DEFICIENCY AND TOXICITY
Lysine (and protein) deficiency can lead to early embryonic death and reduced foal size, decreased reproductive efficiency with anovulation (Huntington, 2012).
Feeding excess proteins is not toxic by itself but the induced excess production of urea leads to a horse drinking and urinating more which can be problematic in poorly ventilated stables as the ammonia build-up may induce respiratory problems (Auwerda, 2020).
SOURCES
Soybean meal, alfalfa, and milk protein are feed ingredients high in lysine, with milk being composed of 20 to 25% of protein, when grains and grasses are typically low in lysine (Huntington, 2012; Auwerda, 2020).
REQUIREMENTS
Higher lysine is needed in ration of orphan or early weaned foals, and in creep feed especially if mare’s milk is severely restricted (Breuer, 1997), and weanling, yearling, long yearling, and two years old have specific requirements for proteins, especially lysine (Pagan, 2012).
Protein requirements increase into lactation, lactating mare requirement are twice those of a dry mare (Huntington, 2012). In late pregnancy and early and mid-lactation, protein requirements are doubled, and lysine requirement are above 300% higher (Huntington, 2012)
Crude protein requirements are given on an energy basis, lysine requirements on a crude protein basis, thus lysine requirements are dependent on the energy intake (Brown-Douglas, 2012).
According to NRC, lysine requirement for mature horses is equal to 3,4% of the crude protein intake, and for pregnant mares, this proportion increases to 4,3%. Weanlings require 2,1g of lysine per megacalories of digestible energy per day, and 50g of crude proteins per megacalories of digestible energy per day. For yearlings, those requirements are respectively 1,9g and 45g. And lysine requirements 1,7g per megacalories of digestible energy per day for two years old. Also, two times more lysine is required for two years old than for a mature horse for the same amount of work (hard work) (Pagan and Nash, 2008).
USE FOR BREEDING
Lysine is an essential nutrient, and the first limiting amino-acid for growth, thus young growing horses have specific requirements for proteins, especially lysine (Duren, 1997; Pagan and Nash, 2008; Pagan, 2012).
When the mare is supplemented soybean meal two weeks prior and seven post foaling, an increased foal growth rate (10% taller during 7 firsts weeks of life), and a significant increase of milk crude protein content have been noted (Huntington, 2012)
Foals offered lysine supplementation tend to grow at greater rates than those that are not, when a low protein diet is fortified with the two first limiting amin acids, protein is utilized more efficiently for growth and development (Staniar et al., 2001).
Lysine to energy ratio is indirectly related to growth rate, and both protein and energy intake reduction can reduce growth rates (Pagan, 2012 ; Ott, 2000).
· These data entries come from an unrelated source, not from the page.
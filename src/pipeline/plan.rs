//! Step sequencing.

use super::discover::expand;
use super::layout::{Layout, PathTemplate};
use super::params::RunConfig;
use super::runner::CommandLine;
use crate::config::ToolsConfig;
use crate::constants::{fit, subcommands};
use std::fmt;

/// External program family an invocation goes to.
#[derive(Debug, Clone, Copy, PartialEq, Eq)]
pub enum Tool {
    /// Analysis CLI: datacards, toys, scans.
    Analysis,
    /// Plotting CLI.
    Plot,
}

/// One argument of an invocation.
#[derive(Debug, Clone, PartialEq, Eq)]
pub enum Arg {
    /// Passed as is.
    Literal(String),
    /// A path; patterns expand to zero or more matches at run time.
    Path(PathTemplate),
}

impl Arg {
    fn literal(s: impl Into<String>) -> Self {
        Self::Literal(s.into())
    }
}

/// A tool subcommand with its arguments.
#[derive(Debug, Clone, PartialEq, Eq)]
pub struct Invocation {
    /// Program family.
    pub tool: Tool,
    /// Subcommand name.
    pub subcommand: &'static str,
    /// Arguments after the subcommand.
    pub args: Vec<Arg>,
}

impl Invocation {
    /// Resolve into a concrete command line, expanding path patterns
    /// against the tools' working directory.
    pub fn resolve(&self, tools: &ToolsConfig) -> CommandLine {
        let prefix = match self.tool {
            Tool::Analysis => &tools.analysis,
            Tool::Plot => &tools.plot,
        };
        let base = tools.working_dir.as_deref();

        let mut args: Vec<String> = prefix.iter().skip(1).cloned().collect();
        args.push(self.subcommand.to_string());
        for arg in &self.args {
            match arg {
                Arg::Literal(s) => args.push(s.clone()),
                Arg::Path(template) => args.extend(expand(template, base)),
            }
        }

        CommandLine {
            program: prefix.first().cloned().unwrap_or_default(),
            args,
        }
    }

    /// Render without touching the filesystem, patterns left unexpanded.
    pub fn render(&self) -> String {
        let mut parts = vec![self.subcommand.to_string()];
        parts.extend(self.args.iter().map(|arg| match arg {
            Arg::Literal(s) => s.clone(),
            Arg::Path(template) => template.to_string(),
        }));
        parts.join(" ")
    }
}

/// What a step produces.
#[derive(Debug, Clone, Copy, PartialEq, Eq)]
pub enum StepKind {
    /// Datacard for one mediator mass.
    Datacard {
        /// Mediator mass.
        mass: u32,
    },
    /// Signal-injected toy from the injected-mass datacard.
    InjectedToy,
    /// Expected-limit (Asimov) likelihood scan.
    ExpectedScan,
    /// Observed-limit scan on the injected toy.
    ObservedScan,
    /// Brazil plot over all scan results.
    Plot,
}

impl fmt::Display for StepKind {
    fn fmt(&self, f: &mut fmt::Formatter<'_>) -> fmt::Result {
        match self {
            Self::Datacard { mass } => write!(f, "datacard mMed={mass}"),
            Self::InjectedToy => write!(f, "injected toy"),
            Self::ExpectedScan => write!(f, "expected scan"),
            Self::ObservedScan => write!(f, "observed scan"),
            Self::Plot => write!(f, "brazil plot"),
        }
    }
}

/// A planned pipeline step.
#[derive(Debug, Clone, PartialEq, Eq)]
pub struct Step {
    /// What the step produces.
    pub kind: StepKind,
    /// The command it runs.
    pub invocation: Invocation,
}

/// Build the ordered step list for a run.
///
/// `-f` drops datacard and toy generation along with the expected scan;
/// `--only_inj` drops only the expected scan. The observed scan and the
/// plot always run.
pub fn build_plan(run: &RunConfig) -> Vec<Step> {
    let layout = Layout::new(run);
    let mut steps = Vec::new();

    if !run.fits_only {
        steps.extend(
            run.m_med_values
                .iter()
                .map(|&mass| datacard_step(&layout, mass)),
        );
        steps.push(injected_toy_step(&layout, run));
        if !run.only_inj {
            steps.push(expected_scan_step(&layout));
        }
    }

    steps.push(observed_scan_step(&layout));
    steps.push(plot_step(&layout));
    steps
}

fn datacard_step(layout: &Layout<'_>, mass: u32) -> Step {
    Step {
        kind: StepKind::Datacard { mass },
        invocation: Invocation {
            tool: Tool::Analysis,
            subcommand: subcommands::GEN_DATACARDS,
            args: vec![
                Arg::literal("--bkg"),
                Arg::Path(layout.background_hists()),
                Arg::literal("--sig"),
                Arg::Path(layout.signal_hists(mass)),
            ],
        },
    }
}

fn injected_toy_step(layout: &Layout<'_>, run: &RunConfig) -> Step {
    Step {
        kind: StepKind::InjectedToy,
        invocation: Invocation {
            tool: Tool::Analysis,
            subcommand: subcommands::GEN_TOYS,
            args: vec![
                Arg::Path(layout.datacard(run.m_inj)),
                Arg::literal("-t"),
                Arg::literal(fit::ASIMOV_TOYS),
                Arg::literal("--expectSignal"),
                Arg::literal(run.siginj.clone()),
                Arg::literal("-s"),
                Arg::literal(fit::SEED.to_string()),
            ],
        },
    }
}

fn scan_args(layout: &Layout<'_>) -> Vec<Arg> {
    vec![
        Arg::Path(layout.datacard_pattern()),
        Arg::literal("--range"),
        Arg::literal(fit::SCAN_MIN),
        Arg::literal(fit::SCAN_MAX),
        Arg::literal("--seed"),
        Arg::literal(fit::SEED.to_string()),
    ]
}

fn expected_scan_step(layout: &Layout<'_>) -> Step {
    let mut args = scan_args(layout);
    args.push(Arg::literal("--asimov"));
    Step {
        kind: StepKind::ExpectedScan,
        invocation: Invocation {
            tool: Tool::Analysis,
            subcommand: subcommands::LIKELIHOOD_SCAN,
            args,
        },
    }
}

fn observed_scan_step(layout: &Layout<'_>) -> Step {
    let mut args = scan_args(layout);
    args.push(Arg::literal("--toysFile"));
    args.push(Arg::Path(layout.injected_toy()));
    Step {
        kind: StepKind::ObservedScan,
        invocation: Invocation {
            tool: Tool::Analysis,
            subcommand: subcommands::LIKELIHOOD_SCAN,
            args,
        },
    }
}

fn plot_step(layout: &Layout<'_>) -> Step {
    Step {
        kind: StepKind::Plot,
        invocation: Invocation {
            tool: Tool::Plot,
            subcommand: subcommands::BRAZIL,
            args: vec![
                Arg::Path(layout.scan_pattern()),
                Arg::literal("-o"),
                Arg::Path(layout.plot()),
            ],
        },
    }
}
When lysine supplemented with any other source of protein, growth rate improves comparably (Lawrence, 2003).
Supplementing to maximize growth rate should be done with care as rapid growth, particularly by overfeeding energy, may be implicated in the development of Developmental Orthopedic Disease (DOD) and unsoundness (Lawrence, 2003).
CONCLUSION
All nutrients of this complex have shown common roles and results, which are summarised in the table below.
Function / result |
Vitamin E |
Selenium |
Lysine |
Antioxidant |
X |
X |
|
Immune response |
X |
X |
X |
Deficiency leading in reduced fertility |
X |
X |
x |
Growth |
X* |
X* |
X |
Colostrum and milk quality |
X |
X |
X |
*helping to avoid illness or disease induced reduced growth rates
Each of those three particular nutrients show to be essential for the health of any horse, especially vitamin E and selenium of which deficiencies can be fatal.
Supplementing such a nutrient complex is not only important to breeding mares or covering stallions, but especially to young growing horses at work as they would cross both the benefits seen previously but also would help prevent cell damages from exercise induces oxidative-stress damages (Powers and Jackson, 2008).
An increased focus on broodmares nutrition could should be done to boost fertility and produce sound and healthy and athletic young horses (Huntington, 2012).